I know the reality from talking to my constituents. Jenny in Cherry Burton says that she cannot really afford to shop for healthy food as half her money is gone before she even gets home, forcing her to make choices that no family should have to make simply to get through the week. Andrew in Beverley faces rising energy bills, which I have touched on, and rising food prices, all while supporting his two children, who are at university and cannot find part-time work; previously, they would have done, but now they cannot find part-time work because those jobs have tended to disappear. There are fewer and fewer opportunities for young people to get on the jobs ladder and, for those at university, to supplement their income while they pile on student debt, which will only go up even more as time goes on.
These are not abstract pressures but lived realities, and this settlement will pour on yet more misery. The Prime Minister says that every minute not spent talking about the cost of living is a minute wasted, but warm words do not warm homes.
Mr Brash
The right hon. Member made a point about core spending power. I share his irritation at the use of core spending power, because such a large percentage of it is in council tax, but it was introduced in 2016 by the last Conservative Administration. The concept of core spending power including council tax was introduced by the Conservatives. What did he say about it at the time?
I do not remember the specifics of that, but I can say that, whereas the last Labour Government doubled council tax despite it being regressive, that did not happen under the Conservatives, whatever introductions there were. Those taxes were held down, because that is what conservatives do.
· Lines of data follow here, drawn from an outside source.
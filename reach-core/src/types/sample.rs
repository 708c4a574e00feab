//! Position samples from the tracker.

use serde::{Deserialize, Serialize};

use crate::errors::IngestError;

use super::Vec3;

/// One raw wrist position sample.
///
/// Timestamps are source time units and must be non-decreasing across a run.
#[derive(Debug, Clone, Copy, PartialEq, Serialize, Deserialize)]
pub struct Sample {
    pub time: f64,
    pub position: Vec3,
}

impl Sample {
    pub fn new(time: f64, position: Vec3) -> Self {
        Self { time, position }
    }

    /// Validate this sample against the pipeline's current time.
    ///
    /// Rejection happens before any state mutation; a bad sample is
    /// skipped, never fatal.
    pub fn validate(&self, current_time: Option<f64>) -> Result<(), IngestError> {
        if !self.time.is_finite() {
            return Err(IngestError::NonFiniteTime);
        }
        if self.time < 0.0 {
            return Err(IngestError::NegativeTime { time: self.time });
        }
        if !(self.position.x.is_finite() && self.position.y.is_finite() && self.position.z.is_finite())
        {
            return Err(IngestError::NonFinitePosition);
        }
        if let Some(current) = current_time {
            if self.time < current {
                return Err(IngestError::TimeRegression {
                    time: self.time,
                    current,
                });
            }
        }
        Ok(())
    }
}
//! Wire-level messages exchanged with the transport.

use std::fmt;

use crate::chunked_file::ChunkedInput;

/// An event decoded from the inbound byte stream of one request.
///
/// The body of a request arrives as a sequence of [`InboundEvent::Chunk`]s
/// terminated by exactly one [`InboundEvent::Last`]. The terminal event may
/// carry data: a fixed-length body delivers its final bytes together with
/// the end-of-body marker, while a chunked body always terminates with an
/// empty marker.
#[derive(Debug, Clone, PartialEq, Eq)]
pub enum InboundEvent {
    /// A chunk of request body data.
    Chunk(Vec<u8>),
    /// The terminal chunk of the request body, possibly carrying trailing
    /// data.
    Last(Vec<u8>),
}

/// An outbound message on its way through the connection's pipeline.
pub enum WireMessage {
    /// Pre-encoded bytes, written to the transport as-is.
    Bytes(Vec<u8>),
    /// A file region to be sliced into transport-sized chunks by the
    /// `chunked-writer` pipeline stage.
    File(FileRegion),
}

impl WireMessage {
    /// Create a message from raw wire bytes.
    pub fn bytes(data: impl Into<Vec<u8>>) -> Self {
        WireMessage::Bytes(data.into())
    }

    /// Create a message that delivers a file region chunk by chunk.
    pub fn file(input: impl ChunkedInput + 'static) -> Self {
        WireMessage::File(FileRegion {
            input: Box::new(input),
            armed: false,
        })
    }
}

impl fmt::Debug for WireMessage {
    fn fmt(&self, f: &mut fmt::Formatter<'_>) -> fmt::Result {
        match self {
            WireMessage::Bytes(data) => f.debug_tuple("Bytes").field(&data.len()).finish(),
            WireMessage::File(region) => f.debug_tuple("File").field(region).finish(),
        }
    }
}

/// A file-backed message payload.
///
/// A region starts out disarmed; only the `chunked-writer` stage arms it.
/// Writing a disarmed region fails, mirroring the rule that chunked inputs
/// need a chunk-extraction stage in the pipeline.
pub struct FileRegion {
    pub(crate) input: Box<dyn ChunkedInput>,
    pub(crate) armed: bool,
}

impl fmt::Debug for FileRegion {
    fn fmt(&self, f: &mut fmt::Formatter<'_>) -> fmt::Result {
        f.debug_struct("FileRegion")
            .field("armed", &self.armed)
            .finish()
    }
}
They recognise that it is better to leave money in the pockets of people to make their own decisions, not take it away from them.
Families across the East Riding are now asking a very simple question, because they know that promises do not pay bills. How will this local government finance settlement, and the £200 council tax bombshell that follows it, help them cope? Let us be clear about what is happening: the Chancellor underfunds, councils are squeezed, council tax rises, and families pay. Council tax is, as many Labour Members have said, regressive. The lower the income, the heavier the burden. The smaller the home, the sharper the hit. At the very moment that household budgets are tightest, this Government tighten them further.
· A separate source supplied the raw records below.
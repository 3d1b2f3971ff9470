//! The per-exchange state machine driving one request/response cycle.

use std::fmt;
use std::future::Future;
use std::io;
use std::path::Path;
use std::sync::atomic::{AtomicBool, Ordering};
use std::sync::Arc;

use futures_lite::future::or;
use futures_lite::io::{AsyncRead as Read, AsyncWrite as Write, AsyncWriteExt, BufReader};
use futures_lite::StreamExt;
use http_types::{Request, StatusCode};
use log::{debug, error, trace};

use crate::chunked_file::{ChunkedFileDelivery, ChunkedInput};
use crate::message::{InboundEvent, WireMessage};
use crate::server::decode::{BodyMode, BodyReader, CONTINUE_RESPONSE};
use crate::server::request::keep_alive_requested;
use crate::server::websocket::{
    accept_key, negotiate_subprotocol, switching_protocols_head, WebsocketExchange,
    WebsocketHandlerFn, WsUpgrade,
};
use crate::server::{encode, Outbound, OutboundStream, ServerResponse};
use crate::{Connection, Error, Exception};

/// Completion flags shared between the inbound and outbound halves of an
/// exchange. The exchange only terminates once both directions are done.
#[derive(Debug, Default)]
pub(crate) struct ExchangeCore {
    inbound_done: AtomicBool,
    outbound_done: AtomicBool,
}

impl ExchangeCore {
    pub(crate) fn new() -> Self {
        Self::default()
    }

    pub(crate) fn inbound_done(&self) -> bool {
        self.inbound_done.load(Ordering::SeqCst)
    }

    pub(crate) fn outbound_done(&self) -> bool {
        self.outbound_done.load(Ordering::SeqCst)
    }
}

/// What to do with the connection once an exchange has finished.
pub(crate) enum ConnectionStatus {
    /// Both sides agreed to reuse the connection for another exchange.
    KeepAlive,
    /// The connection must be closed.
    Close,
    /// The exchange was consumed by a websocket upgrade.
    Upgraded(WsHandoff),
}

/// Everything the driver needs to run the websocket half of an upgraded
/// connection.
pub(crate) struct WsHandoff {
    pub(crate) exchange: WebsocketExchange,
    pub(crate) handler: WebsocketHandlerFn,
}

impl fmt::Debug for WsHandoff {
    fn fmt(&self, f: &mut fmt::Formatter<'_>) -> fmt::Result {
        f.debug_struct("WsHandoff")
            .field("exchange", &self.exchange)
            .finish()
    }
}

impl fmt::Debug for ConnectionStatus {
    fn fmt(&self, f: &mut fmt::Formatter<'_>) -> fmt::Result {
        match self {
            ConnectionStatus::KeepAlive => write!(f, "KeepAlive"),
            ConnectionStatus::Close => write!(f, "Close"),
            ConnectionStatus::Upgraded(_) => write!(f, "Upgraded"),
        }
    }
}

#[derive(Debug, Clone, Copy)]
enum BodyFraming {
    Chunked,
    Plain,
}

/// One request/response cycle bound to a connection.
pub(crate) struct Exchange<'c, RW> {
    conn: &'c mut Connection<RW>,
    head: Arc<Request>,
    res: ServerResponse,
    core: Arc<ExchangeCore>,
    done: Option<async_channel::Sender<()>>,
    framing: Option<BodyFraming>,
}

impl<'c, RW> Exchange<'c, RW>
where
    RW: Read + Write + Clone + Send + Sync + Unpin + 'static,
{
    pub(crate) fn new(
        conn: &'c mut Connection<RW>,
        head: Arc<Request>,
        res: ServerResponse,
        core: Arc<ExchangeCore>,
        done: async_channel::Sender<()>,
    ) -> Self {
        Exchange {
            conn,
            head,
            res,
            core,
            done: Some(done),
            framing: None,
        }
    }

    /// Drive the handler's outbound stream to completion, one element per
    /// confirmed transport write.
    pub(crate) async fn process<Fut>(&mut self, handler: Fut) -> ConnectionStatus
    where
        Fut: Future<Output = Result<OutboundStream, Exception>>,
    {
        let mut stream = match handler.await {
            Ok(stream) => stream,
            Err(err) => return self.on_outbound_error(Error::Handler(err)).await,
        };

        loop {
            match stream.next().await {
                Some(Ok(Outbound::Data(data))) => {
                    if let Err(err) = self.write_data(data).await {
                        return self.on_outbound_error(err).await;
                    }
                }
                Some(Ok(Outbound::File(path))) => {
                    if let Err(err) = self.send_file(&path).await {
                        return self.on_outbound_error(err).await;
                    }
                }
                Some(Ok(Outbound::Upgrade(upgrade))) => {
                    match self.with_websocket_support(upgrade).await {
                        Ok(handoff) => {
                            self.finish_outbound();
                            return ConnectionStatus::Upgraded(handoff);
                        }
                        Err(err) => return self.on_outbound_error(err).await,
                    }
                }
                Some(Err(err)) => return self.on_outbound_error(Error::Handler(err)).await,
                None => return self.on_outbound_complete().await,
            }
        }
    }

    /// Flush the response head exactly once.
    async fn flush_head(&mut self) -> crate::Result<()> {
        if self.res.framing().mark_headers() {
            let (head, chunked) = self.res.encode_head();
            self.framing = Some(if chunked {
                BodyFraming::Chunked
            } else {
                BodyFraming::Plain
            });
            trace!("writing response head");
            self.conn.write(WireMessage::Bytes(head)).await?;
        }
        Ok(())
    }

    async fn write_data(&mut self, data: Vec<u8>) -> crate::Result<()> {
        self.flush_head().await?;
        if self.res.is_no_content() {
            trace!("discarding body bytes for a no-content status");
            return Ok(());
        }
        let bytes = match self.framing {
            Some(BodyFraming::Chunked) => encode::chunk(&data),
            _ => data,
        };
        self.conn.write(WireMessage::Bytes(bytes)).await?;
        Ok(())
    }

    /// Deliver a file-backed body incrementally, installing the
    /// chunk-extraction stage around the write.
    async fn send_file(&mut self, path: &Path) -> crate::Result<()> {
        let file = match std::fs::File::open(path) {
            Ok(file) => file,
            Err(err) if !self.res.has_sent_headers() => {
                debug!("failed to open {:?}, replying 404: {}", path, err);
                self.res.set_status(StatusCode::NotFound)?;
                return Ok(());
            }
            Err(err) => return Err(Error::Io(err)),
        };

        self.flush_head().await?;
        if self.res.is_no_content() {
            return Ok(());
        }

        let mut delivery = ChunkedFileDelivery::new();
        delivery.prepare(self.conn.pipeline_mut())?;
        let input = FramedChunks {
            inner: delivery.chunk_file(file),
            chunked: matches!(self.framing, Some(BodyFraming::Chunked)),
        };
        // completion and error both funnel through the same cleanup
        let written = self.conn.write(WireMessage::file(input)).await;
        delivery.cleanup(self.conn.pipeline_mut())?;
        written.map_err(Error::Io)
    }

    /// Upgrade the connection to a websocket, consuming the HTTP exchange.
    ///
    /// Only the caller that wins the headers-sent transition may upgrade;
    /// everyone else gets an upgrade failure.
    async fn with_websocket_support(
        &mut self,
        upgrade: WsUpgrade,
    ) -> crate::Result<WsHandoff> {
        if !self.res.framing().mark_headers() {
            return Err(Error::Upgrade("failed to upgrade to websocket"));
        }

        let key = match self.head.header("sec-websocket-key") {
            Some(key) => key.last().as_str().to_owned(),
            None => {
                debug!("upgrade request carries no sec-websocket-key");
                return Err(Error::Upgrade("failed to upgrade to websocket"));
            }
        };
        let subprotocol = negotiate_subprotocol(
            upgrade.protocols.as_deref(),
            self.head.header("sec-websocket-protocol"),
        );
        let head = switching_protocols_head(&accept_key(key.as_bytes()), subprotocol.as_deref());

        let (exchange, handshake) = WebsocketExchange::new(subprotocol);
        match self.conn.write(WireMessage::Bytes(head)).await {
            Ok(()) => {
                trace!("wrote 101 Switching Protocols, replacing http exchange");
                handshake.confirm();
                Ok(WsHandoff {
                    exchange,
                    handler: upgrade.handler,
                })
            }
            Err(err) => {
                debug!("websocket handshake write failed: {}", err);
                handshake.fail();
                Err(Error::Upgrade("failed to upgrade to websocket"))
            }
        }
    }

    /// The handler's outbound stream finished without an error.
    async fn on_outbound_complete(&mut self) -> ConnectionStatus {
        let framing = self.res.framing();
        let written = if framing.mark_headers_and_body() {
            trace!("outbound complete with nothing sent, writing full empty-body response");
            let head = self.res.encode_full_empty_body();
            self.conn.write(WireMessage::Bytes(head)).await
        } else if framing.mark_body() {
            trace!("outbound complete, terminating the body");
            self.conn.write(WireMessage::Bytes(self.last_marker())).await
        } else {
            Ok(())
        };
        self.finish_outbound();

        match written {
            Ok(()) => {
                if self.is_persistent() {
                    ConnectionStatus::KeepAlive
                } else {
                    ConnectionStatus::Close
                }
            }
            Err(err) => self.on_outbound_error(Error::Io(err)).await,
        }
    }

    /// Recover from a failure while producing the response.
    ///
    /// Exactly one of three writes happens, depending on how far the
    /// response got: a full `500` message, a terminal body marker, or an
    /// empty buffer. The connection closes after the flush either way.
    async fn on_outbound_error(&mut self, err: Error) -> ConnectionStatus {
        error!("outbound error on exchange: {}", err);
        self.finish_outbound();

        if !self.conn.is_active() {
            trace!("connection already inactive, tearing down without writes");
            return ConnectionStatus::Close;
        }

        let framing = self.res.framing();
        let written = if framing.mark_headers() {
            self.conn.write(WireMessage::Bytes(encode::error_head())).await
        } else if framing.mark_body() {
            self.conn.write(WireMessage::Bytes(self.last_marker())).await
        } else {
            self.conn.write(WireMessage::Bytes(Vec::new())).await
        };
        if let Err(err) = written {
            debug!("failed to write error response: {}", err);
        }
        if let Err(err) = self.conn.close().await {
            debug!("failed to close connection: {}", err);
        }
        ConnectionStatus::Close
    }

    fn last_marker(&self) -> Vec<u8> {
        match self.framing {
            Some(BodyFraming::Chunked) => encode::LAST_CHUNK.to_vec(),
            _ => Vec::new(),
        }
    }

    /// Mark outbound as finished and release the inbound side, which may be
    /// waiting to discard an unread body.
    fn finish_outbound(&mut self) {
        self.core.outbound_done.store(true, Ordering::SeqCst);
        self.done.take();
    }

    fn is_persistent(&self) -> bool {
        self.res.is_persistent() && keep_alive_requested(&self.head)
    }
}

impl<'c, RW> fmt::Debug for Exchange<'c, RW> {
    fn fmt(&self, f: &mut fmt::Formatter<'_>) -> fmt::Result {
        f.debug_struct("Exchange")
            .field("core", &self.core)
            .field("framing", &self.framing)
            .finish()
    }
}

/// A [`ChunkedInput`] whose chunks come out pre-framed for the response's
/// transfer encoding.
struct FramedChunks<I> {
    inner: I,
    chunked: bool,
}

impl<I: ChunkedInput> ChunkedInput for FramedChunks<I> {
    fn read_chunk(&mut self) -> io::Result<Option<Vec<u8>>> {
        Ok(self.inner.read_chunk()?.map(|data| {
            if self.chunked {
                encode::chunk(&data)
            } else {
                data
            }
        }))
    }
}

/// Pump the inbound half of one exchange.
///
/// Body chunks are forwarded to the handler's [`BodyStream`] once it has
/// signaled reading interest; the interim `100 Continue` (when expected) is
/// written and flushed strictly before the first chunk is delivered. If the
/// handler finishes without reading, the body is drained and discarded so a
/// persistent connection starts the next exchange clean. The empty terminal
/// marker is suppressed, never delivered.
///
/// [`BodyStream`]: crate::server::BodyStream
#[allow(clippy::too_many_arguments)]
pub(crate) async fn run_inbound<RW>(
    reader: &mut BufReader<RW>,
    mode: BodyMode,
    mut io: RW,
    expects_continue: bool,
    chunks: async_channel::Sender<Vec<u8>>,
    interest: async_channel::Receiver<()>,
    done: async_channel::Receiver<()>,
    core: Arc<ExchangeCore>,
    auto_read: Arc<AtomicBool>,
) -> crate::Result<()>
where
    RW: Read + Write + Clone + Send + Sync + Unpin + 'static,
{
    let mut deliver = match mode {
        BodyMode::None => false,
        _ => {
            or(async { interest.recv().await.is_ok() }, async {
                let _ = done.recv().await;
                false
            })
            .await
        }
    };

    if deliver && expects_continue {
        trace!("writing 100 Continue interim response");
        io.write_all(CONTINUE_RESPONSE).await?;
        io.flush().await?;
    }

    let mut body = BodyReader::new(mode);
    loop {
        match body.next_event(reader).await? {
            InboundEvent::Chunk(data) => {
                if deliver {
                    deliver = forward(&chunks, &done, data).await;
                }
            }
            InboundEvent::Last(data) => {
                // the empty terminal marker is suppressed
                if deliver && !data.is_empty() {
                    forward(&chunks, &done, data).await;
                }
                break;
            }
        }
    }

    core.inbound_done.store(true, Ordering::SeqCst);
    if !core.outbound_done() {
        // inbound is done; resume transport reads so the close of a
        // lingering connection is noticed promptly
        auto_read.store(true, Ordering::SeqCst);
    }
    Ok(())
}

/// Deliver one chunk to the handler. Returns `false` once the handler is no
/// longer listening, flipping the pump into discard mode.
async fn forward(
    chunks: &async_channel::Sender<Vec<u8>>,
    done: &async_channel::Receiver<()>,
    data: Vec<u8>,
) -> bool {
    or(async { chunks.send(data).await.is_ok() }, async {
        let _ = done.recv().await;
        false
    })
    .await
}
Nowhere is that clearer than in social care. In the first Budget since Labour came into office, the Chancellor allocated over £20 billion to health. Why did they not recognise that so many of the problems in the NHS actually come from the failure of funding in social care? It could so easily within the same spending envelope have eased the pressure on the NHS by better funding social care so that to keep those who are ready to leave hospital from occupying the beds that they do—they have for the past few years, and they do today.
The Government did not put sufficient additional money into social care, and in Beverley and Holderness, with an ageing population and rising adult care needs, that imbalance matters. Instead of funding care properly at source, Ministers shift the cost on to council tax payers—and then they claim that they have fixed it.
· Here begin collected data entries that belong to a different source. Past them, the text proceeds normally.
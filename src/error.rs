use std::error::Error as StdError;
use std::fmt;
use std::io;

use crate::Exception;

/// Errors when processing a connection.
#[derive(Debug)]
pub enum Error {
    /// An operation was attempted against the current exchange state, e.g.
    /// mutating headers after they have been flushed to the transport.
    State(&'static str),
    /// The peer sent bytes that don't form a valid HTTP/1.1 message.
    Protocol(String),
    /// The application handler failed while producing inbound or outbound
    /// data.
    Handler(Exception),
    /// Reading from or writing to the transport failed.
    Io(io::Error),
    /// A websocket upgrade handshake could not be completed.
    Upgrade(&'static str),
}

/// A specialized result type for connection processing.
pub type Result<T> = std::result::Result<T, Error>;

impl fmt::Display for Error {
    fn fmt(&self, f: &mut fmt::Formatter<'_>) -> fmt::Result {
        match self {
            Error::State(msg) => write!(f, "{}", msg),
            Error::Protocol(msg) => write!(f, "{}", msg),
            Error::Handler(err) => write!(f, "handler error: {}", err),
            Error::Io(err) => write!(f, "{}", err),
            Error::Upgrade(msg) => write!(f, "{}", msg),
        }
    }
}

impl StdError for Error {
    fn source(&self) -> Option<&(dyn StdError + 'static)> {
        match self {
            Error::Handler(err) => Some(&**err),
            Error::Io(err) => Some(err),
            _ => None,
        }
    }
}

impl From<io::Error> for Error {
    fn from(err: io::Error) -> Self {
        Error::Io(err)
    }
}
use std::error::Error;
use std::fmt;
use std::future::Future;
use std::pin::Pin;
use std::task::{Context, Poll};
use std::time::Duration;

use async_io::Timer;
use pin_project::pin_project;

pub(crate) async fn timeout<F, T>(dur: Duration, f: F) -> Result<T, TimeoutError>
where
    F: Future<Output = T>,
{
    TimeoutFuture::new(f, dur).await
}

/// A future that times out after a duration of time.
#[pin_project]
pub(crate) struct TimeoutFuture<F> {
    #[pin]
    future: F,
    #[pin]
    delay: Timer,
}

impl<F> TimeoutFuture<F> {
    fn new(future: F, dur: Duration) -> TimeoutFuture<F> {
        TimeoutFuture {
            future,
            delay: Timer::after(dur),
        }
    }
}

impl<F: Future> Future for TimeoutFuture<F> {
    type Output = Result<F::Output, TimeoutError>;

    fn poll(self: Pin<&mut Self>, cx: &mut Context<'_>) -> Poll<Self::Output> {
        let this = self.project();
        match this.future.poll(cx) {
            Poll::Ready(v) => Poll::Ready(Ok(v)),
            Poll::Pending => match this.delay.poll(cx) {
                Poll::Ready(_) => Poll::Ready(Err(TimeoutError { _private: () })),
                Poll::Pending => Poll::Pending,
            },
        }
    }
}

/// An error returned when a future times out.
#[derive(Clone, Copy, Debug, Eq, PartialEq)]
pub(crate) struct TimeoutError {
    _private: (),
}

impl Error for TimeoutError {}

impl fmt::Display for TimeoutError {
    fn fmt(&self, f: &mut fmt::Formatter<'_>) -> fmt::Result {
        "future has timed out".fmt(f)
    }
}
I saw the real-world cost of squeezed council budgets when I visited Sunk Island last month. On Sunk Island Road and Brick Road, residents endure patch upon patch of repairs that are never truly repaired. They are paying more yet still waiting for lasting fixes. This is the pattern: more tax, less certainty, higher bills, patchwork results.
Government should strengthen communities, not squeeze them, so I ask the Minister: when families are stretched to breaking point, why is this Government’s answer yet another bills hike? In Beverley and Holderness, the only change that this Government appear to deliver is the small change left in people’s pockets after the Chancellor has emptied them.